Some of those who had been arrested earlier in the day in the union’s civil disobedience stunt spoke to the crowd. They all prefaced their remarks with expressions of gratitude to the LAPD officers for their politeness as they arrested and booked them. They then led the crowd in pro-UTLA chants. 

The rally took place the day after Governor Arnold Schwarzenegger announced that the defeat of budgetary ballot measures in the Special Election on May 19 would result in an ongoing shortfall of $21.3 billion. Up to 5,000 state workers will be laid off, and education and social services like hospitals and healthcare will suffer further cuts, including an additional $5 billion to be taken from public education alone. This would be on top of the more than $11.5 billion just gutted from the budget for public schools for 2008-2010.

The day after the May 15 protest outside of the LAUSD offices, a Los Angeles Times article revealed that district “Superintendent Ramon C. Cortines said after the protests that Duffy and a top aide had met with him before to suggest a compromise: The district would spend more of its federal stimulus money than planned in the coming year, forestalling the need for any teacher layoffs, and the union would agree to concessions, such as a wage freeze or unpaid furloughs.

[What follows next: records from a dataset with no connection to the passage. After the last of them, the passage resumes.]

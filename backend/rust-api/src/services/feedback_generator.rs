//! Transports to the out-of-process feedback generator.
//!
//! Both transports return `Ok(GeneratorOutcome)` for anything the generator
//! answered, including malformed output, and `Err` only when the call itself
//! could not be made. The caller owns the timeout.

use std::process::Stdio;
use std::sync::Arc;

use anyhow::{Context, Result};
use async_trait::async_trait;
use reqwest::Client;
use tokio::io::AsyncWriteExt;
use tokio::process::Command;

use crate::config::{FeedbackMode, FeedbackSettings};
use crate::models::feedback::{FeedbackRequest, GeneratorOutcome};

#[async_trait]
pub trait FeedbackGenerator: Send + Sync {
    async fn generate(&self, request: &FeedbackRequest) -> Result<GeneratorOutcome>;
}

pub fn build_generator(settings: &FeedbackSettings) -> Arc<dyn FeedbackGenerator> {
    match settings.mode {
        FeedbackMode::Subprocess => Arc::new(SubprocessFeedbackGenerator::new(
            settings.python_bin.clone(),
            settings.objective_script.clone(),
            settings.writing_script.clone(),
        )),
        FeedbackMode::Http => Arc::new(HttpFeedbackGenerator::new(settings.http_base_url.clone())),
    }
}

/// Runs `python_bin <script>` per call, JSON in on stdin and out on stdout.
pub struct SubprocessFeedbackGenerator {
    python_bin: String,
    objective_script: String,
    writing_script: String,
}

impl SubprocessFeedbackGenerator {
    pub fn new(python_bin: String, objective_script: String, writing_script: String) -> Self {
        Self {
            python_bin,
            objective_script,
            writing_script,
        }
    }

    fn script_for(&self, request: &FeedbackRequest) -> &str {
        match request {
            FeedbackRequest::Objective(_) => &self.objective_script,
            FeedbackRequest::Writing(_) => &self.writing_script,
        }
    }
}

#[async_trait]
impl FeedbackGenerator for SubprocessFeedbackGenerator {
    async fn generate(&self, request: &FeedbackRequest) -> Result<GeneratorOutcome> {
        let payload = serde_json::to_vec(request).context("Failed to encode generator payload")?;

        let mut cmd = Command::new(&self.python_bin);
        cmd.arg(self.script_for(request))
            .stdin(Stdio::piped())
            .stdout(Stdio::piped())
            .stderr(Stdio::piped())
            .kill_on_drop(true);

        let mut child = cmd
            .spawn()
            .with_context(|| format!("Failed to spawn {}", self.python_bin))?;

        if let Some(mut stdin) = child.stdin.take() {
            stdin
                .write_all(&payload)
                .await
                .context("Failed to write generator payload")?;
            // Closing stdin signals end of input to the script.
            drop(stdin);
        }

        let output = child
            .wait_with_output()
            .await
            .context("Failed to wait for generator process")?;

        let stdout = String::from_utf8_lossy(&output.stdout);

        if !output.status.success() {
            let stderr = String::from_utf8_lossy(&output.stderr);
            tracing::warn!(
                attempt_id = %request.attempt_id(),
                status = ?output.status.code(),
                stderr = %stderr.trim(),
                "Feedback generator exited with failure"
            );
            let detail = stderr.lines().last().unwrap_or("").trim().to_string();
            return Ok(GeneratorOutcome::Failure {
                error: if detail.is_empty() {
                    format!("generator exited with status {}", output.status.code().unwrap_or(-1))
                } else {
                    format!(
                        "generator exited with status {}: {}",
                        output.status.code().unwrap_or(-1),
                        detail
                    )
                },
            });
        }

        Ok(parse_stdout(&stdout))
    }
}

/// Scripts may print diagnostics before their JSON result, so when the
/// whole output is not one JSON document the last non-empty line is used.
fn parse_stdout(stdout: &str) -> GeneratorOutcome {
    if serde_json::from_str::<serde_json::Value>(stdout.trim()).is_ok() {
        return GeneratorOutcome::parse(stdout);
    }

    let last = stdout
        .lines()
        .rev()
        .find(|line| !line.trim().is_empty())
        .unwrap_or("");
    GeneratorOutcome::parse(last)
}

/// Posts the payload to `{base}/internal/feedback/{track}`.
pub struct HttpFeedbackGenerator {
    client: Client,
    base_url: String,
}

impl HttpFeedbackGenerator {
    pub fn new(base_url: String) -> Self {
        Self {
            client: Client::new(),
            base_url: base_url.trim_end_matches('/').to_string(),
        }
    }

    fn endpoint(&self, request: &FeedbackRequest) -> String {
        format!("{}/internal/feedback/{}", self.base_url, request.track_name())
    }
}

#[async_trait]
impl FeedbackGenerator for HttpFeedbackGenerator {
    async fn generate(&self, request: &FeedbackRequest) -> Result<GeneratorOutcome> {
        let url = self.endpoint(request);
        let response = self
            .client
            .post(&url)
            .json(request)
            .send()
            .await
            .with_context(|| format!("Failed to call feedback generator at {}", url))?;

        let status = response.status();
        let body = response
            .text()
            .await
            .context("Failed to read feedback generator response")?;

        if !status.is_success() {
            return Ok(GeneratorOutcome::Failure {
                error: format!("generator returned HTTP {}", status.as_u16()),
            });
        }

        Ok(GeneratorOutcome::parse(&body))
    }
}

“Cortines said he was open to such a deal, and that he might be able to offer jobs as long-term substitutes to laid-off teachers.” The article further added, “Duffy had no comment on the negotiations.” 

Duffy’s silence should not be treated lightly by workers. There is every reason to believe that the UTLA will enter into a rotten deal with the LAUSD in which they will not only agree to attacks on teachers’ living standards, but play a leading role in designing them.

A team of World Socialist Web Site reporters talked to some of the attendees of the May 15 protest. One of the students that came to the rally was an undocumented high school junior from Guatemala. 

“I’ve been attending this school for about three years and I don’t like what’s going on, how the district is doing things,” he said. “Not only that, it’s very unfair. The classes that I go to are very packed already—we’re talking about 40 kids in one classroom. And they want to cut more teachers, teachers that just came to my school recently and they’re brand new, and they have already received pink slips.” 

He was critical of the one-day strike: “I believe if they really wanted to send a message to LAUSD, it should be at least a week nonstop, because then they would show them the impact that teachers have in the schools. Because without the teachers, the district is nothing. Without the students the teachers are nothing. Basically we need each other, but the LAUSD doesn’t see that.

“The teachers have the power to get everything they want and more. They should connect with other working class people.”

The interviewer explained the necessity to break with the Democrats, to which he replied, “I totally agree with that. The Democrats, I call them the Republicrats.” As for Barack Obama, “Even a lot of people who consider themselves radical who are black, like some of my professors, were believing the Obama trend.” He added, “The way I see it, it’s manufactured, it’s not from the bottom, it’s not from the people. He’s not representative, I think, at all of the historical things that have happened to black people.

“We need a well-thought-out network of how we affect each other and our lack of coordinated action affects each other.”

Rafael Johnson teaches 11th and 12th graders at Roosevelt High School in LA. He spoke about the response of students to the budget cuts.

“It’s clearly evident how repressive the school board is. I had a long conversation with my students in my last class, and the students are very much aware that the administration is not engaged with the students collectively or interpersonally. They realize that they’re being moved around, the teachers are being cut that they love.

“You can see it from the demonstration here that there’s a great concern, a great anguish that’s being felt in the community. But the school board is very much opposed to student organizing in correlation with the teachers.”